Exposure to online extremist content common factor among youth detained under ISA
One thing in common among extremist youth detained under the Internal Security Act is their exposure to online extremist content.
“Terrorist groups have capitalised on the developmental issues experienced by youth in their adolescence, such as their search for a sense of belonging and identity, and their proclivity for sensation-seeking and risk-taking,” said Minister of State for Home Affairs Muhammad Faishal Ibrahim in Parliament on Monday.
He was responding to a question filed by Nominated MP Mark Chay.
Mr Chay had asked if there were any sociological factors shared among cases of detained extremist teens, such as broken homes or single-parent households, and what the Ministry of Home Affairs is doing to proactively address the threat of radicalisation among those with such shared factors.
In reply, Associate Professor Faishal said common sociological factors among cases of detained extremist teens have not been observed.
He added that the Internal Security Department (ISD) has been working with other government agencies and community partners on upstream counter-radicalisation outreach efforts.
For example, he said, the department has collaborated with the Ministry of Education, schools and institutes of higher learning on various outreach activities, such as talks, workshops, seminars and webinars.
“In 2022, ISD organised close to 70 outreach events, both online and in person, for more than 2,300 participants including student leaders, educators and other school staff.
“These included workshops for over 350 student counsellors and student welfare officers to educate them on the radicalisation process and factors pertinent to the youth, and to help them identify tell-tale signs of radicalisation.”

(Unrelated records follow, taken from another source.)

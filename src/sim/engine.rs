use crate::config::PhysicalParams;
use crate::control::lqr_control;
use crate::error::SimError;
use crate::model::{nonlinear_dynamics, Control, GainMatrix, LinearModel, State};
use crate::observer::SimObserver;
use crate::sim::integrator::{integrate_interval, IntegratorConfig};

/// Closed-loop simulation result: five parallel sequences of equal length,
/// with time[i] = i * dt exactly. Immutable once returned.
#[derive(Debug, Clone, PartialEq)]
pub struct Trajectory {
    pub time: Vec<f64>,
    pub states: Vec<State>,
    pub inputs: Vec<Control>,
    pub reference: Vec<State>,
    pub error: Vec<State>,
}

impl Trajectory {
    pub fn len(&self) -> usize {
        self.time.len()
    }

    pub fn is_empty(&self) -> bool {
        self.time.is_empty()
    }
}

/// Drives the feedback loop: LQR correction, hover trim, thrust
/// saturation, optional disturbance injection, and adaptive integration of
/// the nonlinear dynamics with a linear-Euler fallback.
///
/// Holds no state across runs; independent runs with identical inputs
/// produce identical trajectories.
pub struct ClosedLoopSim<'a> {
    model: LinearModel,
    gain: GainMatrix,
    params: PhysicalParams,
    integrator: IntegratorConfig,
    observer: &'a dyn SimObserver,
}

impl<'a> ClosedLoopSim<'a> {
    pub fn new(
        model: LinearModel,
        gain: GainMatrix,
        params: PhysicalParams,
        observer: &'a dyn SimObserver,
    ) -> Self {
        Self {
            model,
            gain,
            params,
            integrator: IntegratorConfig::default(),
            observer,
        }
    }

    pub fn with_integrator(mut self, config: IntegratorConfig) -> Self {
        self.integrator = config;
        self
    }

    /// Run the closed loop for `horizon` seconds at nominal step `dt`
    /// against a constant reference (zero/hover if `None`).
    pub fn run(
        &self,
        initial_state: &State,
        horizon: f64,
        dt: f64,
        reference: Option<&State>,
    ) -> Result<Trajectory, SimError> {
        let reference = reference.copied().unwrap_or_else(State::zeros);
        self.run_inner(initial_state, horizon, dt, &reference, None)
    }

    /// Like [`run`](Self::run), additionally adding `disturbance` to the
    /// control input at the step index derived from `disturbance_time / dt`
    /// (truncating; callers should keep the time an exact multiple of dt).
    pub fn run_with_disturbance(
        &self,
        initial_state: &State,
        horizon: f64,
        dt: f64,
        disturbance_time: f64,
        disturbance: &Control,
    ) -> Result<Trajectory, SimError> {
        if !(disturbance_time.is_finite() && disturbance_time >= 0.0) {
            return Err(SimError::InvalidParameter(format!(
                "disturbance_time must be non-negative, got {}",
                disturbance_time
            )));
        }
        let disturbance_index = (disturbance_time / dt) as usize;
        let reference = State::zeros();
        self.run_inner(
            initial_state,
            horizon,
            dt,
            &reference,
            Some((disturbance_index, *disturbance)),
        )
    }

    fn run_inner(
        &self,
        initial_state: &State,
        horizon: f64,
        dt: f64,
        reference: &State,
        disturbance: Option<(usize, Control)>,
    ) -> Result<Trajectory, SimError> {
        self.params.validate()?;
        if !(horizon.is_finite() && horizon > 0.0) {
            return Err(SimError::InvalidParameter(format!(
                "horizon must be positive, got {}",
                horizon
            )));
        }
        if !(dt.is_finite() && dt > 0.0) {
            return Err(SimError::InvalidParameter(format!(
                "dt must be positive, got {}",
                dt
            )));
        }
        let num_steps = (horizon / dt).floor() as usize;
        if num_steps == 0 {
            return Err(SimError::InvalidParameter(
                "horizon is shorter than one step".into(),
            ));
        }

        let mut trajectory = Trajectory {
            time: (0..num_steps).map(|i| i as f64 * dt).collect(),
            states: Vec::with_capacity(num_steps),
            inputs: Vec::with_capacity(num_steps),
            reference: Vec::with_capacity(num_steps),
            error: Vec::with_capacity(num_steps),
        };
        trajectory.states.push(*initial_state);

        for i in 0..num_steps {
            let t = trajectory.time[i];
            let state = trajectory.states[i];

            trajectory.reference.push(*reference);
            let u = self.step_input(t, &state, reference, &disturbance, i);
            trajectory.inputs.push(u);
            trajectory.error.push(state - reference);

            // The last index records reference/input/error only; nothing is
            // integrated past the final state.
            if i + 1 == num_steps {
                break;
            }

            let next_state = self.advance(t, dt, &state, &u);
            trajectory.states.push(next_state);
        }

        Ok(trajectory)
    }

    /// Per-step control input: LQR correction, hover trim on the thrust
    /// channel, thrust-only saturation, then the disturbance (if this is
    /// its step).
    fn step_input(
        &self,
        t: f64,
        state: &State,
        reference: &State,
        disturbance: &Option<(usize, Control)>,
        index: usize,
    ) -> Control {
        let mut u = lqr_control(state, reference, &self.gain);

        // The gain regulates deviation from hover; equilibrium thrust is
        // added outside the feedback law.
        u[0] += self.params.hover_thrust();

        // The actuator cannot pull: thrust is clamped at zero. Torque
        // channels are intentionally left unclamped.
        u[0] = u[0].max(0.0);

        if let Some((disturbance_index, vector)) = disturbance {
            if index == *disturbance_index {
                u += vector;
                self.observer.disturbance_applied(t);
            }
        }
        u
    }

    /// Integrate the nonlinear dynamics over one nominal step, falling back
    /// to an explicit-Euler step of the linear model when the adaptive
    /// integrator fails. The control input and parameters are captured by
    /// value so sub-step evaluations never see a partial update.
    fn advance(&self, t: f64, dt: f64, state: &State, u: &Control) -> State {
        let u_step = *u;
        let params = self.params;
        let dynamics = move |tau: f64, x: &State| nonlinear_dynamics(tau, x, &u_step, &params);

        match integrate_interval(dynamics, t, t + dt, state, &self.integrator) {
            Ok(next) => next,
            Err(error) => {
                self.observer.integration_fallback(t, &error);
                state + dt * (self.model.a * state + self.model.b * u)
            }
        }
    }
}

Prof Faishal also said these efforts were complemented by other outreach events such as talks and youth forums organised by community partners, including the Religious Rehabilitation Group and the Inter-Agency Aftercare Group.
This comes after the ISD announced in February that it dealt with three cases of self-radicalised teens aged between 15 and 18 under the Act, who had been radicalised via online discussion groups and games, through which terrorist and extremist groups target young people.
Since 2015, 11 people under 21 have been dealt with under the Act – a trend the Ministry of Home Affairs called concerning.